The officers can use their new knowledge during “discretionary decision making,” township Manager Tim Rogers said.

SIMTAC Services owner Jeff Seeley, a retired Pennsylvania state trooper, said traditional police training typically consists of shooting range certifications, classroom lessons and Simunition training using paintball gun-type equipment.

He considers his program “another layer of training,” noting that, “in police work, you can never have too much training.”

“As a firearms instructor, one of the big things of my job is to increase the survivability of my officers in any situation,” Watkins said. “This type of training helps with that. And it increases our confidence, and it decreases any hesitation.”

The Canonsburg-based company offers more than 700 scenarios; Watkins chose 10 for the department to complete over the course of four days.

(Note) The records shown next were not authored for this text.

use std::fmt;
use std::path::PathBuf;

use thiserror::Error;

/// 传输层错误分类
#[derive(Debug, Clone, Copy, PartialEq, Eq)]
pub enum TransportErrorKind {
    /// 网络不可达、连接被拒绝、超时
    Connection,
    /// 凭据被远程拒绝
    Authentication,
    /// 无权限操作该路径
    Permission,
    NotFound,
    AlreadyExists,
    /// 当前传输不支持该操作
    Unsupported,
    Other,
}

impl TransportErrorKind {
    /// 根据常见消息片段推断错误类别
    ///
    /// 只匹配文字片段。消息里常带有远程路径，而随机文件名可能包含任意数字，
    /// 所以协议数字码由各传输自己解析。
    pub fn classify(message: &str) -> Self {
        let msg = message.to_lowercase();

        const AUTH: &[&str] = &[
            "authentication",
            "auth fail",
            "login incorrect",
            "not logged in",
            "username/publickey",
        ];
        const CONNECTION: &[&str] = &[
            "refused",
            "timed out",
            "timeout",
            "unreachable",
            "failed to lookup",
            "no route",
            "reset by peer",
            "handshake",
            "econnrefused",
            "etimedout",
            "enotfound",
        ];
        const PERMISSION: &[&str] = &["permission denied", "eacces", "access denied"];
        const EXISTS: &[&str] = &["already exists", "file exists", "eexist"];
        const NOT_FOUND: &[&str] = &["no such file", "not found", "enoent"];

        let hit = |needles: &[&str]| needles.iter().any(|n| msg.contains(n));

        if hit(AUTH) {
            Self::Authentication
        } else if hit(PERMISSION) {
            Self::Permission
        } else if hit(CONNECTION) {
            Self::Connection
        } else if hit(EXISTS) {
            Self::AlreadyExists
        } else if hit(NOT_FOUND) {
            Self::NotFound
        } else {
            Self::Other
        }
    }
}

impl fmt::Display for TransportErrorKind {
    fn fmt(&self, f: &mut fmt::Formatter<'_>) -> fmt::Result {
        let s = match self {
            Self::Connection => "连接错误",
            Self::Authentication => "认证失败",
            Self::Permission => "权限不足",
            Self::NotFound => "路径不存在",
            Self::AlreadyExists => "路径已存在",
            Self::Unsupported => "不支持的操作",
            Self::Other => "传输错误",
        };
        f.write_str(s)
    }
}

/// 传输客户端 (FTP/SFTP) 返回的原始错误
#[derive(Debug, Clone, Error)]
#[error("{kind}: {message}")]
pub struct TransportError {
    pub kind: TransportErrorKind,
    pub message: String,
}

impl TransportError {
    pub fn new(kind: TransportErrorKind, message: impl Into<String>) -> Self {
        Self {
            kind,
            message: message.into(),
        }
    }

    /// 由消息内容自动推断类别
    pub fn from_message(message: impl Into<String>) -> Self {
        let message = message.into();
        Self {
            kind: TransportErrorKind::classify(&message),
            message,
        }
    }

    pub fn unsupported(message: impl Into<String>) -> Self {
        Self::new(TransportErrorKind::Unsupported, message)
    }

    pub fn is_already_exists(&self) -> bool {
        self.kind == TransportErrorKind::AlreadyExists
    }
}

pub type TransportResult<T> = Result<T, TransportError>;

/// 上传流水线中的错误
#[derive(Debug, Error)]
pub enum StageError {
    #[error("本地文件不可用: {path:?}: {reason}")]
    LocalFile { path: PathBuf, reason: String },

    #[error("无法连接到 {host}:{port}: {source}")]
    Connection {
        host: String,
        port: u16,
        #[source]
        source: TransportError,
    },

    #[error("{host} 拒绝了用户 {user} 的凭据: {source}")]
    Authentication {
        host: String,
        user: String,
        #[source]
        source: TransportError,
    },

    #[error("无权限操作远程路径 {path}: {source}")]
    Permission {
        path: String,
        #[source]
        source: TransportError,
    },

    #[error("无法创建远程目录 {path}")]
    DirectoryCreation {
        path: String,
        #[source]
        source: Option<TransportError>,
    },

    #[error("远程操作失败 {path}: {source}")]
    Transfer {
        path: String,
        #[source]
        source: TransportError,
    },
}

impl StageError {
    /// 将针对某个远程路径的传输错误归类
    pub fn at_path(path: &str, source: TransportError) -> Self {
        match source.kind {
            TransportErrorKind::Permission => Self::Permission {
                path: path.to_string(),
                source,
            },
            _ => Self::Transfer {
                path: path.to_string(),
                source,
            },
        }
    }
}

/// 上传入口返回的唯一错误类型，总是带上本地与远程路径
#[derive(Debug, Error)]
#[error("上传 {local:?} 到 {remote} 失败: {kind}")]
pub struct UploadError {
    pub local: PathBuf,
    pub remote: String,
    #[source]
    pub kind: StageError,
}
use crate::domain::error::{StageError, TransportError};
use crate::domain::ports::Transport;
use crate::shared::path_utils::ancestor_prefixes;

/// 确保远程目录 (及其所有上级目录) 存在，返回新建的目录数
///
/// 目录已存在时不做任何创建。逐级检查前缀，缺失的才创建；
/// 单级创建失败 (包括并发下的 "已存在") 只记录日志。
/// 逐级创建后目录仍不存在时，再让传输层递归创建一次，
/// 由最后一次存在性检查决定成败。
/// `mode` 不为空时，新建目录后尽力设置权限，失败只告警。
pub fn ensure_directory(
    transport: &mut dyn Transport,
    path: &str,
    mode: Option<i32>,
) -> Result<usize, StageError> {
    if transport
        .exists(path)
        .map_err(|e| StageError::at_path(path, e))?
    {
        tracing::debug!(path, "远程目录已存在");
        return Ok(0);
    }

    let mut created = 0;
    let mut last_error: Option<TransportError> = None;

    for prefix in ancestor_prefixes(path) {
        let present = transport
            .exists(&prefix)
            .map_err(|e| StageError::at_path(&prefix, e))?;
        if present {
            continue;
        }

        tracing::debug!(path = %prefix, "创建远程目录");
        match transport.make_directory(&prefix, false) {
            Ok(()) => {
                created += 1;
                apply_mode(transport, &prefix, mode);
            }
            Err(e) if e.is_already_exists() => {
                tracing::debug!(path = %prefix, "目录已被其他会话创建");
            }
            Err(e) => {
                tracing::warn!(path = %prefix, error = %e, "创建目录失败");
                last_error = Some(e);
            }
        }
    }

    match transport.exists(path) {
        Ok(true) => return ready(path, created),
        Ok(false) => {}
        Err(e) => {
            return Err(StageError::DirectoryCreation {
                path: path.to_string(),
                source: Some(e),
            })
        }
    }

    tracing::debug!(path, "逐级创建未完成，尝试递归创建");
    match transport.make_directory(path, true) {
        Ok(()) => {
            created += 1;
            apply_mode(transport, path, mode);
        }
        Err(e) => {
            tracing::warn!(path, error = %e, "递归创建目录失败");
            last_error = Some(e);
        }
    }

    match transport.exists(path) {
        Ok(true) => ready(path, created),
        Ok(false) => Err(StageError::DirectoryCreation {
            path: path.to_string(),
            source: last_error,
        }),
        Err(e) => Err(StageError::DirectoryCreation {
            path: path.to_string(),
            source: Some(e),
        }),
    }
}

fn apply_mode(transport: &mut dyn Transport, path: &str, mode: Option<i32>) {
    if let Some(mode) = mode {
        if let Err(e) = transport.change_permissions(path, mode) {
            tracing::warn!(path, mode = %format!("{:o}", mode), error = %e, "设置目录权限失败");
        }
    }
}

fn ready(path: &str, created: usize) -> Result<usize, StageError> {
    tracing::info!(path, created, "远程目录就绪");
    Ok(created)
}
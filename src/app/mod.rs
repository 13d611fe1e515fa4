pub mod context;
pub mod services;
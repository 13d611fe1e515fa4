use std::fs::File;
use std::path::{Path, PathBuf};

use anyhow::{Context, Result};

use crate::domain::error::StageError;

/// 标准化路径，相对路径基于当前工作目录
pub fn normalize_path(path_str: &str) -> Result<PathBuf> {
    let path = PathBuf::from(path_str);

    if let Ok(p) = std::fs::canonicalize(&path) {
        return Ok(p);
    }

    if path.is_absolute() {
        Ok(path)
    } else {
        std::env::current_dir()
            .map(|cwd| cwd.join(path))
            .with_context(|| "无法获取当前工作目录")
    }
}

/// 检查路径存在、是文件且可读
pub fn ensure_readable_file(path: &Path) -> Result<(), StageError> {
    let local_err = |reason: &str| StageError::LocalFile {
        path: path.to_path_buf(),
        reason: reason.to_string(),
    };

    if !path.exists() {
        return Err(local_err("文件不存在"));
    }
    if !path.is_file() {
        return Err(local_err("路径不是一个文件"));
    }
    File::open(path).map_err(|e| local_err(&e.to_string()))?;
    Ok(())
}

/// 远程路径从根到叶的各级前缀
/// "/a/b/c" -> ["/a", "/a/b", "/a/b/c"]
pub fn ancestor_prefixes(path: &str) -> Vec<String> {
    let lead = if path.starts_with('/') { "/" } else { "" };
    let mut prefixes = Vec::new();
    let mut current = String::new();

    for segment in path.split('/').filter(|s| !s.is_empty()) {
        if current.is_empty() {
            current = format!("{}{}", lead, segment);
        } else {
            current.push('/');
            current.push_str(segment);
        }
        prefixes.push(current.clone());
    }
    prefixes
}

/// 转义 shell 参数，防止注入攻击
/// 用单引号包裹，内部单引号用 '\'' 转义
pub fn escape_shell_arg(arg: &str) -> String {
    let escaped = arg.replace('\'', "'\\''");
    format!("'{}'", escaped)
}

#[cfg(test)]
mod tests {
    use super::*;

    #[test]
    fn test_escape_shell_arg_simple() {
        assert_eq!(escape_shell_arg("/tmp/test"), "'/tmp/test'");
    }

    #[test]
    fn test_escape_shell_arg_with_single_quote() {
        assert_eq!(escape_shell_arg("it's"), "'it'\\''s'");
    }

    #[test]
    fn test_escape_shell_arg_injection() {
        let escaped = escape_shell_arg("/tmp; rm -rf /");
        assert_eq!(escaped, "'/tmp; rm -rf /'");
    }

    #[test]
    fn test_ancestor_prefixes_absolute() {
        assert_eq!(
            ancestor_prefixes("/srv/uploads/brands"),
            vec!["/srv", "/srv/uploads", "/srv/uploads/brands"]
        );
    }

    #[test]
    fn test_ancestor_prefixes_relative_and_repeated_slashes() {
        assert_eq!(
            ancestor_prefixes("uploads//vehicles/"),
            vec!["uploads", "uploads/vehicles"]
        );
        assert!(ancestor_prefixes("/").is_empty());
    }

    #[test]
    fn test_ensure_readable_file() {
        let file = tempfile::NamedTempFile::new().unwrap();
        assert!(ensure_readable_file(file.path()).is_ok());

        let dir = tempfile::tempdir().unwrap();
        assert!(matches!(
            ensure_readable_file(dir.path()),
            Err(StageError::LocalFile { .. })
        ));
        assert!(ensure_readable_file(&dir.path().join("missing.jpg")).is_err());
    }

    #[test]
    fn test_normalize_relative_path_is_absolute() {
        let p = normalize_path("does-not-exist.jpg").unwrap();
        assert!(p.is_absolute());
    }
}
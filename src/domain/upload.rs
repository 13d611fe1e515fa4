use std::convert::Infallible;
use std::fmt;
use std::path::PathBuf;
use std::str::FromStr;

use serde::{Deserialize, Serialize};

/// 上传分类，决定远程子目录
#[derive(Debug, Clone, PartialEq, Eq, Default)]
pub enum Category {
    #[default]
    Vehicles,
    Brands,
    Test,
    /// 调用方自定义的目录名，不做校验
    Custom(String),
}

impl Category {
    pub fn as_str(&self) -> &str {
        match self {
            Self::Vehicles => "vehicles",
            Self::Brands => "brands",
            Self::Test => "test",
            Self::Custom(s) => s,
        }
    }
}

impl FromStr for Category {
    type Err = Infallible;

    fn from_str(s: &str) -> Result<Self, Self::Err> {
        Ok(match s {
            "vehicles" => Self::Vehicles,
            "brands" => Self::Brands,
            "test" => Self::Test,
            other => Self::Custom(other.to_string()),
        })
    }
}

impl From<&str> for Category {
    fn from(s: &str) -> Self {
        match s.parse() {
            Ok(c) => c,
            Err(never) => match never {},
        }
    }
}

impl fmt::Display for Category {
    fn fmt(&self, f: &mut fmt::Formatter<'_>) -> fmt::Result {
        f.write_str(self.as_str())
    }
}

/// 一次上传请求，由调用方在上传前构造
#[derive(Debug, Clone)]
pub struct UploadRequest {
    pub local_file_path: PathBuf,
    pub category: Category,
}

impl UploadRequest {
    pub fn new(local_file_path: impl Into<PathBuf>, category: Category) -> Self {
        Self {
            local_file_path: local_file_path.into(),
            category,
        }
    }
}

/// 上传成功后返回给调用方保存的结果
#[derive(Debug, Clone, PartialEq, Eq, Serialize, Deserialize)]
#[serde(rename_all = "camelCase")]
pub struct UploadResult {
    /// 公网访问地址
    pub url: String,
    /// <category>/<file_name>，删除时使用
    pub key: String,
    /// 文件名中的随机标识
    pub public_id: String,
}

#[cfg(test)]
mod tests {
    use super::*;

    #[test]
    fn test_category_parse_known_and_custom() {
        assert_eq!(Category::from("vehicles"), Category::Vehicles);
        assert_eq!(Category::from("brands"), Category::Brands);
        assert_eq!(Category::from("test"), Category::Test);
        assert_eq!(
            Category::from("banners"),
            Category::Custom("banners".to_string())
        );
        assert_eq!(Category::default().as_str(), "vehicles");
    }

    #[test]
    fn test_upload_result_serializes_camel_case() {
        let result = UploadResult {
            url: "https://cdn/vehicles/a.jpg".into(),
            key: "vehicles/a.jpg".into(),
            public_id: "a".into(),
        };
        let json = serde_json::to_string(&result).unwrap();
        assert!(json.contains("\"publicId\":\"a\""));
    }
}
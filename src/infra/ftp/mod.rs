pub mod client;

pub use client::FtpTransport;
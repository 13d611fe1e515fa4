use crate::domain::config::StagingConfig;
use crate::domain::error::{StageError, TransportError, TransportErrorKind, UploadError};
use crate::domain::layout::{generate_unique_file_name, RemoteLayout};
use crate::domain::ports::{Transport, TransportFactory};
use crate::domain::upload::{UploadRequest, UploadResult};
use crate::shared::path_utils;

use super::ensure_dir::ensure_directory;

/// 单次操作独占的传输会话，离开作用域时关闭 (仅一次)
struct Session {
    transport: Box<dyn Transport>,
}

impl Session {
    fn transport(&mut self) -> &mut dyn Transport {
        self.transport.as_mut()
    }
}

impl Drop for Session {
    fn drop(&mut self) {
        self.transport.close();
        tracing::debug!("传输会话已关闭");
    }
}

/// 上传/删除入口。每次调用都新建并认证一个独立会话，不复用、不共享。
pub struct Stager<F> {
    config: StagingConfig,
    layout: RemoteLayout,
    factory: F,
}

impl<F: TransportFactory> Stager<F> {
    pub fn new(config: StagingConfig, factory: F) -> Self {
        let layout = RemoteLayout::new(config.uploads_root(), config.public_base_url.clone());
        Self {
            config,
            layout,
            factory,
        }
    }

    pub fn layout(&self) -> &RemoteLayout {
        &self.layout
    }

    fn connect_error(&self, source: TransportError) -> StageError {
        match source.kind {
            TransportErrorKind::Authentication => StageError::Authentication {
                host: self.config.host.clone(),
                user: self.config.user.clone(),
                source,
            },
            _ => StageError::Connection {
                host: self.config.host.clone(),
                port: self.config.port,
                source,
            },
        }
    }

    /// 创建并连接会话；连接失败时会话在返回前已被关闭
    fn open_session(&self) -> Result<Session, StageError> {
        let mut session = Session {
            transport: self.factory.create(),
        };
        let credentials = self.config.credentials();
        tracing::debug!(
            transport = %self.config.transport,
            host = %credentials.host,
            port = credentials.port,
            user = %credentials.user,
            "建立传输会话"
        );
        session
            .transport()
            .connect(&credentials)
            .map_err(|e| self.connect_error(e))?;
        Ok(session)
    }

    /// 上传本地文件到 <uploads>/<category>/<随机名><扩展名>
    ///
    /// 只有在传输完成后才返回结果；任何失败都包装为带本地/远程路径的 `UploadError`。
    pub fn upload(&self, request: &UploadRequest) -> Result<UploadResult, UploadError> {
        let local = &request.local_file_path;
        let category = &request.category;
        let directory = self.layout.resolve_directory(category);

        let fail = |remote: &str, kind: StageError| {
            tracing::error!(local = ?local, remote, error = %kind, "上传失败");
            UploadError {
                local: local.clone(),
                remote: remote.to_string(),
                kind,
            }
        };

        path_utils::ensure_readable_file(local).map_err(|e| fail(&directory, e))?;

        let mut session = self.open_session().map_err(|e| fail(&directory, e))?;

        ensure_directory(session.transport(), &directory, self.config.directory_mode)
            .map_err(|e| fail(&directory, e))?;

        let name = generate_unique_file_name(local);
        let remote_path = self.layout.remote_path(category, &name.file_name);

        tracing::debug!(local = ?local, remote = %remote_path, "开始上传");
        let bytes = session
            .transport()
            .upload_file(local, &remote_path)
            .map_err(|e| fail(&remote_path, StageError::at_path(&remote_path, e)))?;
        drop(session);

        let result = UploadResult {
            url: self.layout.public_url(category, &name.file_name),
            key: RemoteLayout::key(category, &name.file_name),
            public_id: name.public_id,
        };
        tracing::info!(key = %result.key, bytes, "上传完成");
        Ok(result)
    }

    /// 按 key 删除远程文件。
    ///
    /// 任何失败都只记录日志并返回 false，调用方无法区分 "文件不存在" 与传输故障。
    pub fn remove(&self, key: &str) -> bool {
        let remote_path = self.layout.path_for_key(key);

        let result = self.open_session().and_then(|mut session| {
            session
                .transport()
                .delete_file(&remote_path)
                .map_err(|e| StageError::at_path(&remote_path, e))
        });

        match result {
            Ok(()) => {
                tracing::info!(key, "远程文件已删除");
                true
            }
            Err(e) => {
                tracing::error!(key, remote = %remote_path, error = %e, "删除远程文件失败");
                false
            }
        }
    }

    /// 连接测试：建立会话并检查 uploads 根目录是否存在
    pub fn check(&self) -> Result<bool, StageError> {
        let root = self.layout.uploads_root().to_string();
        let mut session = self.open_session()?;
        session
            .transport()
            .exists(&root)
            .map_err(|e| StageError::at_path(&root, e))
    }
}
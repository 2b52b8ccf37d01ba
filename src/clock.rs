//! Clock Module
//!
//! Source of the current instant used to compute and compare expiry times.

use std::sync::{Arc, Mutex};

use chrono::{DateTime, Duration, Utc};

// == Clock Trait ==
/// Provides the current time to the cache.
pub trait Clock: Send + Sync {
    /// Returns the current instant.
    fn now(&self) -> DateTime<Utc>;
}

// == System Clock ==
/// Wall clock backed by `Utc::now()`.
#[derive(Debug, Clone, Copy, Default)]
pub struct SystemClock;

impl Clock for SystemClock {
    fn now(&self) -> DateTime<Utc> {
        Utc::now()
    }
}

// == Manual Clock ==
/// Clock that only moves when told to.
///
/// Clones share the same instant, so a test can keep one handle and give
/// another to the cache.
#[derive(Debug, Clone)]
pub struct ManualClock {
    now: Arc<Mutex<DateTime<Utc>>>,
}

impl ManualClock {
    /// Creates a clock frozen at `start`.
    pub fn new(start: DateTime<Utc>) -> Self {
        Self {
            now: Arc::new(Mutex::new(start)),
        }
    }

    /// Moves the clock forward by `by`.
    pub fn advance(&self, by: Duration) {
        let mut now = self.now.lock().unwrap_or_else(|e| e.into_inner());
        *now += by;
    }

    /// Sets the clock to an absolute instant.
    pub fn set(&self, at: DateTime<Utc>) {
        let mut now = self.now.lock().unwrap_or_else(|e| e.into_inner());
        *now = at;
    }
}

impl Default for ManualClock {
    fn default() -> Self {
        Self::new(Utc::now())
    }
}

impl Clock for ManualClock {
    fn now(&self) -> DateTime<Utc> {
        *self.now.lock().unwrap_or_else(|e| e.into_inner())
    }
}
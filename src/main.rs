//! xhr_cache - fetch addresses through the response cache
//!
//! Requests every address given on the command line twice and reports
//! whether the second round was served from cache.

use std::time::Instant;

use anyhow::{bail, Context};
use tracing::info;
use tracing_subscriber::{layer::SubscriberExt, util::SubscriberInitExt};

use xhr_cache::{CachedClient, Config, RequestOptions};

/// Entry point for the demo binary.
///
/// # Startup Sequence
/// 1. Initialize tracing subscriber for logging
/// 2. Load configuration from environment variables
/// 3. Build the cached client over the HTTP transport
/// 4. Request each address twice, then dump the cache
#[tokio::main]
async fn main() -> anyhow::Result<()> {
    // Defaults to "info" level, can be overridden with RUST_LOG env var
    tracing_subscriber::registry()
        .with(
            tracing_subscriber::EnvFilter::try_from_default_env()
                .unwrap_or_else(|_| "xhr_cache=info".into()),
        )
        .with(tracing_subscriber::fmt::layer())
        .init();

    let addresses: Vec<String> = std::env::args().skip(1).collect();
    if addresses.is_empty() {
        bail!("usage: xhr_cache <address>...");
    }

    let config = Config::from_env();
    info!(
        "Configuration loaded: default_lifetime={}, http_timeout={}s, user_agent={}",
        config.default_lifetime, config.http_timeout, config.user_agent
    );

    let client = CachedClient::from_config(&config).context("failed to build HTTP client")?;

    for round in 1..=2 {
        for address in &addresses {
            let started = Instant::now();
            let response = client
                .request(address, RequestOptions::new())
                .await
                .with_context(|| format!("request to {} failed", address))?;
            info!(
                round,
                address = %address,
                status = response.status,
                elapsed_ms = started.elapsed().as_millis() as u64,
                "response received"
            );
        }
    }

    let stats = client.stats().await;
    info!(
        "Cache stats: hits={}, misses={}, network_calls={}, stores={}, entries={}, hit_rate={:.2}",
        stats.hits,
        stats.misses,
        stats.network_calls,
        stats.stores,
        stats.total_entries,
        stats.hit_rate()
    );

    for (key, entry) in client.dump_cache().await {
        info!(key = %key, expires_at = %entry.expires_at, status = entry.status, "cached");
    }

    Ok(())
}
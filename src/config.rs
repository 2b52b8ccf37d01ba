//! Configuration Module
//!
//! Loads cache and transport settings from environment variables.

use std::env;

use crate::cache::Lifetime;

/// Default user agent sent by the HTTP transport.
pub const DEFAULT_USER_AGENT: &str = concat!("xhr_cache/", env!("CARGO_PKG_VERSION"));

/// Cache and transport configuration.
///
/// All values can be configured via environment variables with sensible defaults.
#[derive(Debug, Clone)]
pub struct Config {
    /// Lifetime applied to requests that do not set their own
    pub default_lifetime: Lifetime,
    /// HTTP client timeout in seconds
    pub http_timeout: u64,
    /// User agent sent with every request
    pub user_agent: String,
}

impl Config {
    /// Creates a new Config by loading values from environment variables.
    ///
    /// # Environment Variables
    /// - `XHR_CACHE_DEFAULT_LIFETIME` - Lifetime such as `5 minutes` (default: 5 minutes)
    /// - `XHR_CACHE_HTTP_TIMEOUT` - Transport timeout in seconds (default: 30)
    /// - `XHR_CACHE_USER_AGENT` - User agent header (default: `xhr_cache/<version>`)
    pub fn from_env() -> Self {
        Self {
            default_lifetime: env::var("XHR_CACHE_DEFAULT_LIFETIME")
                .ok()
                .and_then(|v| v.parse().ok())
                .unwrap_or_default(),
            http_timeout: env::var("XHR_CACHE_HTTP_TIMEOUT")
                .ok()
                .and_then(|v| v.parse().ok())
                .unwrap_or(30),
            user_agent: env::var("XHR_CACHE_USER_AGENT")
                .ok()
                .filter(|v| !v.trim().is_empty())
                .unwrap_or_else(|| DEFAULT_USER_AGENT.to_string()),
        }
    }
}

impl Default for Config {
    fn default() -> Self {
        Self {
            default_lifetime: Lifetime::default(),
            http_timeout: 30,
            user_agent: DEFAULT_USER_AGENT.to_string(),
        }
    }
}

Seeley said pricing varies from $725 per day to $1,850 per week based on his travel fees and other factors.

In addition, Shaler Area school resource Officer Frank Spiker and officers Anthony Viscomi and Dennis Gapsy III are facilitating ALICE (Alert, Lockdown, Inform, Countdown, Evacuate) Training to prepare teachers for active shooter events.

The method combines “classroom and practical scenarios.” The situations are “as real as we can get,” Spiker said.

“ALICE is a nationally-recognized program that has been implemented in schools across the country. The school district wanted to implement a model that was research-based, easy for staff members to understand and was supported by our local law enforcement community,” said Bethany Baker, district communications specialist.

The teachers complete the approximately three-and-a-half-hour training sessions during in-service days, Spiker said.

Erica Cebzanov is a Tribune-Review contributing writer.